What is biodiesel?
Biodiesel is a form of diesel that is created from vegetable oils, greases or animal fats. In some experimental systems it can be produced from algae. Biodiesel can be used as a replacement or a complement to existing diesel fuel and it is possible to add to a car diesel engine with no modification required at all when mixed with mineral diesel. Pure biodiesel which is known as B100 is known to be currently the most environmentally friendly diesel fuel giving off less emissions. Technically liquid petroleum gas (LPG) and hydrogen have cleaner combustion methods, but they are currently used in inefficient petrol based car engines and as such they become less environmentally friendly.
Recent reports suggest that biodiesel produced from algae could be a viable option for replacing the world’s use of standard diesel. For the current 1.1 billion tonnes of diesel that is used annually worldwide to be replaced entirely with algae produced biodiesel it would require approximately 57 million hectares which is very favourable when compared to the land mass which is required for other types of biofuel production.
How is biodiesel made?
Biodiesel is made from organically created fats and greases such as vegetable oil and other animal fats. Technically the process for making biodiesel is called transesterification and it involves adding methanol to the grease or oil used as the base for the biodiesel. A catalyst such as sodium hydroxide or potassium hydroxide is then dissolved in the solution. This then leaves two products which are then separated. The first is the biodiesel itself which chemically is called methyl esters and a by-product called glycerine which can be used in the production of soap and it also used in a variety of products from skin care to toothpaste.
Glycerine was once a valuable by-product that could be sold to manufacturers to create products but since the creation of biodiesel has increased substantially over the years the market price for glycerine has dropped dramatically.
Uses of biodiesel?
There are actually a wide variety of uses for biodiesel apart from the obvious fuel source for automobiles. Examples of biodiesel uses are –
Biodiesel can be used in conjunction with standard oil based domestic central heating systems as well as on its own in modified boilers. Many existing oil based boilers can take B20 biodiesel which is a mix of 20% standard biodiesel and 80% oil. It is possible to have your boiler modified to run solely on B100 pure biodiesel if you wish.
Biodiesel is a good alternative to existing diesel when used in all kinds of engines ranging from automobiles all the way through to aircraft.
Biodiesel has been used in the clean-up of oil spills in the past because it has been shown to have cleaning agent capabilities.
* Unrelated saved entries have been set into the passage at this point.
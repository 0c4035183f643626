#![forbid(unsafe_code)]

//! Link classification: which anchors count as in-app navigation.
//!
//! An anchor is navigable when its host is first-party for the current
//! deployment, its path (minus the leading slash) is inside the room-id
//! grammar, and the path is not one of the reserved marketing/support pages
//! that must fall through to normal browser navigation.

use panekit_core::RoomId;

/// Server id of the production multi-tenant deployment.
pub const PRODUCTION_SERVER_ID: &str = "showdown";

/// Hosts the production deployment treats as first-party.
pub const FIRST_PARTY_HOSTS: &[&str] = &["play.pokemonshowdown.com", "psim.us"];

/// Deployment context links are classified against.
#[derive(Debug, Clone, PartialEq, Eq)]
pub struct ServerContext {
    /// Identifier of the server this client is connected to.
    pub server_id: String,
    /// Host of the page the client is served from.
    pub page_host: String,
}

impl ServerContext {
    #[must_use]
    pub fn new(server_id: impl Into<String>, page_host: impl Into<String>) -> Self {
        Self {
            server_id: server_id.into(),
            page_host: page_host.into(),
        }
    }

    /// Whether this is the production multi-tenant deployment.
    #[must_use]
    pub fn is_production(&self) -> bool {
        self.server_id == PRODUCTION_SERVER_ID
    }
}

/// The parts of an anchor element the classifier reads.
///
/// `host` is empty for same-document relative links; `pathname` carries its
/// leading slash, as the DOM reports it.
#[derive(Debug, Clone, PartialEq, Eq)]
pub struct LinkTarget {
    pub host: String,
    pub pathname: String,
}

impl LinkTarget {
    #[must_use]
    pub fn new(host: impl Into<String>, pathname: impl Into<String>) -> Self {
        Self {
            host: host.into(),
            pathname: pathname.into(),
        }
    }
}

/// Classify an anchor: `Some(room id)` when it should be captured as in-app
/// navigation, `None` when it must fall through to the browser.
#[must_use]
pub fn classify(link: &LinkTarget, ctx: &ServerContext) -> Option<RoomId> {
    if ctx.is_production() {
        if !link.host.is_empty() && !FIRST_PARTY_HOSTS.contains(&link.host.as_str()) {
            return None;
        }
    } else if link.host != ctx.page_host {
        return None;
    }

    let path = link.pathname.strip_prefix('/').unwrap_or(&link.pathname);
    let id = RoomId::parse(path).ok()?;
    if is_reserved_path(id.as_str()) {
        return None;
    }
    Some(id)
}

/// Reserved marketing/support paths that are never captured as rooms.
#[must_use]
pub fn is_reserved_path(path: &str) -> bool {
    matches!(
        path,
        "appeal"
            | "appeals"
            | "roomsuggestion"
            | "roomsuggestions"
            | "roomssuggestion"
            | "roomssuggestions"
            | "suggestion"
            | "suggestions"
            | "adminrequest"
            | "adminrequests"
            | "bug"
            | "bugs"
            | "bugreport"
            | "bugreports"
            | "rule"
            | "rules"
            | "faq"
            | "credit"
            | "credits"
            | "news"
            | "privacy"
            | "contact"
            | "dex"
            | "insecure"
    )
}

#[cfg(test)]
mod tests {
    use super::*;

    fn production() -> ServerContext {
        ServerContext::new("showdown", "play.pokemonshowdown.com")
    }

    fn third_party() -> ServerContext {
        ServerContext::new("azure", "example.psim.test")
    }

    #[test]
    fn relative_link_is_navigable_in_production() {
        let id = classify(&LinkTarget::new("", "/battle-gen9ou-12345"), &production());
        assert_eq!(id, Some(RoomId::parse("battle-gen9ou-12345").unwrap()));
    }

    #[test]
    fn first_party_hosts_are_allowed_in_production() {
        for host in FIRST_PARTY_HOSTS {
            assert!(classify(&LinkTarget::new(*host, "/lobby"), &production()).is_some());
        }
    }

    #[test]
    fn cross_origin_is_rejected_in_production() {
        assert_eq!(
            classify(&LinkTarget::new("evil.example.com", "/lobby"), &production()),
            None
        );
    }

    #[test]
    fn other_deployments_require_exact_page_host() {
        let ctx = third_party();
        assert!(classify(&LinkTarget::new("example.psim.test", "/lobby"), &ctx).is_some());
        assert_eq!(classify(&LinkTarget::new("", "/lobby"), &ctx), None);
        assert_eq!(
            classify(&LinkTarget::new("play.pokemonshowdown.com", "/lobby"), &ctx),
            None
        );
    }

    #[test]
    fn out_of_grammar_path_is_not_navigable() {
        assert_eq!(classify(&LinkTarget::new("", "/Lobby"), &production()), None);
        assert_eq!(
            classify(&LinkTarget::new("", "/view/replay"), &production()),
            None
        );
    }

    #[test]
    fn reserved_paths_fall_through() {
        for path in ["rules", "faq", "bugs", "privacy", "contact", "roomssuggestions"] {
            assert_eq!(
                classify(&LinkTarget::new("", &format!("/{path}")), &production()),
                None,
                "{path} should be reserved"
            );
        }
    }

    #[test]
    fn reserved_set_covers_singular_and_plural() {
        assert!(is_reserved_path("appeal"));
        assert!(is_reserved_path("appeals"));
        assert!(is_reserved_path("bugreport"));
        assert!(is_reserved_path("bugreports"));
        assert!(!is_reserved_path("lobby"));
        assert!(!is_reserved_path("bugged-room"));
    }

    #[test]
    fn empty_path_is_the_home_room() {
        let id = classify(&LinkTarget::new("", "/"), &production());
        assert_eq!(id, Some(RoomId::home()));
    }
}
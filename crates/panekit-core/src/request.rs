#![forbid(unsafe_code)]

//! Commands the shell issues toward the layout store.
//!
//! The shell never mutates the layout store directly. The router and
//! dispatcher return [`StoreRequest`] values and the embedding applies them
//! through the store's own request API. This keeps the
//! URL-changed/layout-changed synchronization loops structurally incapable
//! of re-entering each other: a handler's only output is a command list.

use crate::room::RoomSide;
use crate::roomid::RoomId;

/// Where on screen a join request originated.
///
/// Index into the ancestor chain the click dispatcher walked; the embedding
/// maps it back to a concrete element so the opened panel can animate from
/// its trigger.
#[derive(Debug, Clone, Copy, PartialEq, Eq)]
pub struct AnchorOrigin(pub usize);

/// A single layout-store mutation request.
#[derive(Debug, Clone, PartialEq, Eq)]
pub enum StoreRequest {
    /// Join (open or focus) a room, optionally docking it to a side.
    Join {
        id: RoomId,
        side: Option<RoomSide>,
        origin: Option<AnchorOrigin>,
    },
    /// Leave (close) a room.
    Leave { id: RoomId },
    /// Move focus to the left panel's room.
    FocusLeft,
    /// Move focus to the right panel's room.
    FocusRight,
    /// Open a room on top of the popup overlay stack.
    OpenPopup { id: RoomId },
    /// Dismiss the topmost popup.
    ClosePopup,
}

impl StoreRequest {
    /// Join a room with no side preference or animation origin.
    #[must_use]
    pub fn join(id: RoomId) -> Self {
        Self::Join {
            id,
            side: None,
            origin: None,
        }
    }

    /// Join a room docked to a specific side.
    #[must_use]
    pub fn join_side(id: RoomId, side: RoomSide) -> Self {
        Self::Join {
            id,
            side: Some(side),
            origin: None,
        }
    }

    /// Open a room as a popup.
    #[must_use]
    pub fn open_popup(id: RoomId) -> Self {
        Self::OpenPopup { id }
    }
}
There are power stations that are using biodiesel to help produce electricity.
Advantages of biodiesel
Using biodiesel more would lessen demand on using traditional fossil fuels such as oil.
Biodiesel is a renewable energy source which has the potential to provide a substantial amount of the world’s fuel needs.
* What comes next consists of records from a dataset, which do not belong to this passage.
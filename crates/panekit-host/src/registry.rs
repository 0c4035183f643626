#![forbid(unsafe_code)]

//! Room-type registry: mapping type tags to renderers.
//!
//! The registry is closed-world with one well-defined escape hatch: a type
//! with no entry resolves to the fallback renderer (the generic "loading"
//! placeholder panel), never to an error. Renderers are whatever the
//! embedding renders with; the registry is generic over them.

use ahash::AHashMap;

/// Registry from room `type` tags to renderers.
#[derive(Debug, Clone)]
pub struct RoomTypeRegistry<R> {
    entries: AHashMap<String, R>,
    fallback: R,
}

impl<R> RoomTypeRegistry<R> {
    /// Create a registry with the mandatory fallback renderer.
    #[must_use]
    pub fn new(fallback: R) -> Self {
        Self {
            entries: AHashMap::new(),
            fallback,
        }
    }

    /// Register a renderer for a type tag, returning any replaced entry.
    pub fn register(&mut self, room_type: impl Into<String>, renderer: R) -> Option<R> {
        self.entries.insert(room_type.into(), renderer)
    }

    /// Resolve a type tag, falling back for unregistered tags.
    #[must_use]
    pub fn renderer_for(&self, room_type: &str) -> &R {
        self.entries.get(room_type).unwrap_or(&self.fallback)
    }

    /// Whether a tag has its own (non-fallback) entry.
    #[must_use]
    pub fn is_registered(&self, room_type: &str) -> bool {
        self.entries.contains_key(room_type)
    }

    /// The fallback renderer.
    #[must_use]
    pub fn fallback(&self) -> &R {
        &self.fallback
    }
}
Biodiesel that is produced from algae could become one of the most efficient ways of producing renewable fuel from biomass methods. For example, algae grows much faster than traditional crops due to their structure and growth habitat and the conversion in terms of percentage that can be used for biodiesel production is 60% for algae based biodiesel production versus 3% for soybean biodiesel production. Therefore, the yield for algae based biodiesel works out as much as 30 times greater than the next best traditional crop yield.
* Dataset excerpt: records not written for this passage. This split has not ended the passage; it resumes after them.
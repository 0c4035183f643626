#![forbid(unsafe_code)]

//! Normalized keyboard event types.
//!
//! The embedding translates raw browser key events into these before handing
//! them to the dispatcher, so shortcut logic is testable without a DOM.

use bitflags::bitflags;

/// Key identity for a keydown event.
///
/// Only keys the shell dispatches on are distinguished; everything else is
/// carried as [`Key::Other`] so the dispatcher can still offer it to the
/// focused room's hook.
#[derive(Debug, Clone, Copy, PartialEq, Eq, Hash)]
pub enum Key {
    ArrowLeft,
    ArrowRight,
    Enter,
    Escape,
    Char(char),
    /// Any key the shell has no global binding for.
    Other,
}

bitflags! {
    /// Modifier keys held during an event.
    #[derive(Debug, Clone, Copy, PartialEq, Eq, Hash)]
    pub struct Modifiers: u8 {
        const NONE  = 0;
        const CTRL  = 1 << 0;
        const ALT   = 1 << 1;
        const META  = 1 << 2;
        const SHIFT = 1 << 3;
    }
}

impl Modifiers {
    /// Whether any modifier is held.
    #[must_use]
    pub const fn any(self) -> bool {
        !self.is_empty()
    }
}

impl Default for Modifiers {
    fn default() -> Self {
        Self::NONE
    }
}
#![forbid(unsafe_code)]

//! Edge-inset position descriptors and the box-style resolver.
//!
//! A [`PanelPosition`] gives up to four signed pixel insets. Per axis, the
//! near edge (`top`/`left`) defaults to 0 and anchors the panel; the far edge
//! (`bottom`/`right`) becomes an active constraint when positive (measured
//! from the near side of the viewport), producing an explicit size. A
//! negative near edge flips the anchor to the far side. Edges that stay at
//! their default render as a 0 inset, which stretches the panel to the
//! viewport edge.
//!
//! # Invariants
//!
//! 1. [`resolve`] is pure: identical input yields identical output.
//! 2. An active edge pair never yields a negative size; that is
//!    [`PositionError::InvalidRange`], not a clamp.
//! 3. The horizontal axis reserves a 1px seam (`width = right - left - 1`)
//!    so two split panels abut without overlapping borders.
//! 4. Far-edge insets are emitted negated (they grow inward).

use std::fmt;

use serde::{Deserialize, Serialize};

/// Abstract panel position as optional signed edge insets, in pixels.
#[derive(Debug, Clone, Copy, PartialEq, Eq, Default, Serialize, Deserialize)]
pub struct PanelPosition {
    pub top: Option<i32>,
    pub bottom: Option<i32>,
    pub left: Option<i32>,
    pub right: Option<i32>,
}

impl PanelPosition {
    /// A descriptor with no edges set (anchored top-left, full stretch).
    #[must_use]
    pub const fn new() -> Self {
        Self {
            top: None,
            bottom: None,
            left: None,
            right: None,
        }
    }

    #[must_use]
    pub const fn top(mut self, px: i32) -> Self {
        self.top = Some(px);
        self
    }

    #[must_use]
    pub const fn bottom(mut self, px: i32) -> Self {
        self.bottom = Some(px);
        self
    }

    #[must_use]
    pub const fn left(mut self, px: i32) -> Self {
        self.left = Some(px);
        self
    }

    #[must_use]
    pub const fn right(mut self, px: i32) -> Self {
        self.right = Some(px);
        self
    }
}

/// Whether a panel is rendered at all.
#[derive(Debug, Clone, Copy, PartialEq, Eq, Serialize, Deserialize)]
#[serde(rename_all = "snake_case")]
pub enum BoxDisplay {
    Block,
    None,
}

/// One resolved style channel: a pixel value or content-driven `auto`.
#[derive(Debug, Clone, Copy, PartialEq, Eq, Serialize, Deserialize)]
#[serde(rename_all = "snake_case")]
pub enum Inset {
    Auto,
    Px(i32),
}

impl Inset {
    const fn from_px(px: Option<i32>) -> Self {
        match px {
            Some(v) => Self::Px(v),
            None => Self::Auto,
        }
    }

    /// Whether this channel resolved to a concrete pixel value.
    #[must_use]
    pub const fn is_px(self) -> bool {
        matches!(self, Self::Px(_))
    }
}

impl fmt::Display for Inset {
    fn fmt(&self, f: &mut fmt::Formatter<'_>) -> fmt::Result {
        match self {
            Self::Auto => f.write_str("auto"),
            Self::Px(v) => write!(f, "{v}px"),
        }
    }
}

/// Absolute box geometry for one panel.
///
/// `bottom` and `right` carry negated insets (they grow inward from their
/// edge). A hidden panel is `display: none` with every channel `auto`.
#[derive(Debug, Clone, Copy, PartialEq, Eq, Serialize, Deserialize)]
pub struct BoxStyle {
    pub display: BoxDisplay,
    pub top: Inset,
    pub height: Inset,
    pub bottom: Inset,
    pub left: Inset,
    pub width: Inset,
    pub right: Inset,
}

impl BoxStyle {
    /// The style of a panel that is not displayed.
    pub const HIDDEN: Self = Self {
        display: BoxDisplay::None,
        top: Inset::Auto,
        height: Inset::Auto,
        bottom: Inset::Auto,
        left: Inset::Auto,
        width: Inset::Auto,
        right: Inset::Auto,
    };

    /// Whether the panel is rendered.
    #[must_use]
    pub const fn is_visible(&self) -> bool {
        matches!(self.display, BoxDisplay::Block)
    }
}

/// Axis named in an invalid-range error.
#[derive(Debug, Clone, Copy, PartialEq, Eq)]
pub enum Axis {
    Vertical,
    Horizontal,
}

impl fmt::Display for Axis {
    fn fmt(&self, f: &mut fmt::Formatter<'_>) -> fmt::Result {
        match self {
            Self::Vertical => f.write_str("vertical"),
            Self::Horizontal => f.write_str("horizontal"),
        }
    }
}

/// Errors resolving a position descriptor.
#[derive(Debug, Clone, Copy, PartialEq, Eq)]
pub enum PositionError {
    /// The active edge pair implies a negative size.
    InvalidRange { axis: Axis, size: i32 },
}

impl fmt::Display for PositionError {
    fn fmt(&self, f: &mut fmt::Formatter<'_>) -> fmt::Result {
        match self {
            Self::InvalidRange { axis, size } => {
                write!(f, "invalid {axis} position range: computed size {size}px")
            }
        }
    }
}

impl std::error::Error for PositionError {}

/// Resolve a position descriptor into absolute box geometry.
///
/// `None` means the panel is not displayed. Per axis:
///
/// 1. Near edge (`top`/`left`) and far edge (`bottom`/`right`) default to 0.
/// 2. A positive far edge or negative near edge makes both edges active:
///    size is `far - near` (minus the 1px seam horizontally), and the edge
///    the panel is not anchored to goes `auto`.
/// 3. Otherwise only the near edge is active and size is `auto`.
pub fn resolve(pos: Option<&PanelPosition>) -> Result<BoxStyle, PositionError> {
    let Some(pos) = pos else {
        return Ok(BoxStyle::HIDDEN);
    };

    let mut top = Some(pos.top.unwrap_or(0));
    let mut bottom = Some(pos.bottom.unwrap_or(0));
    let mut height = None;
    if bottom.unwrap_or(0) > 0 || top.unwrap_or(0) < 0 {
        let size = bottom.unwrap_or(0) - top.unwrap_or(0);
        if size < 0 {
            return Err(PositionError::InvalidRange {
                axis: Axis::Vertical,
                size,
            });
        }
        height = Some(size);
        if top.unwrap_or(0) < 0 {
            top = None;
        } else {
            bottom = None;
        }
    }

    let mut left = Some(pos.left.unwrap_or(0));
    let mut right = Some(pos.right.unwrap_or(0));
    let mut width = None;
    if right.unwrap_or(0) > 0 || left.unwrap_or(0) < 0 {
        // 1px seam reserved for the adjoining panel's border.
        let size = right.unwrap_or(0) - left.unwrap_or(0) - 1;
        if size < 0 {
            return Err(PositionError::InvalidRange {
                axis: Axis::Horizontal,
                size,
            });
        }
        width = Some(size);
        if left.unwrap_or(0) < 0 {
            left = None;
        } else {
            right = None;
        }
    }

    Ok(BoxStyle {
        display: BoxDisplay::Block,
        top: Inset::from_px(top),
        height: Inset::from_px(height),
        bottom: Inset::from_px(bottom.map(|b| -b)),
        left: Inset::from_px(left),
        width: Inset::from_px(width),
        right: Inset::from_px(right.map(|r| -r)),
    })
}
Biodiesel has the capability of reducing CO2 emissions by up to 80%.
Biodiesel can be used in some small lanterns instead of traditional kerosene. The same can be said for kerosene based stoves.
Biodiesel can be used as a paint remover so that you do not need to use more abrasive traditional highly toxic standard paint removers.
Research has confirmed that biodiesel exhaust on automobiles has a much less harmful effect on human health than the petrol diesel equivalent.
Biodiesel is known to have strong lubricating qualities which could lead to an extension of the lifetime of an engine.
Disadvantages of biodiesel
It is necessary to use large masses of land in order to grow crops that can be harvested and processed to create biodiesel. Although with additional research and development of algae based biodiesel production this may not be an issue.
If crops are being used in order to derive the oils necessary for biodiesel production there maybe shortages during times of the year when crops are not due to be harvested.
If crops are being produced with the aim of maximising the yield of biofuel then this could negatively impact the amount of crops that are being produced with the sole intent of feeding people around the world.
Biodiesel has been known on occasion to decrease the horsepower of an engine so it is recommended to use the best quality of biodiesel available.
It is currently approximately 1.5 times more expensive to create biodiesel than it is standard diesel.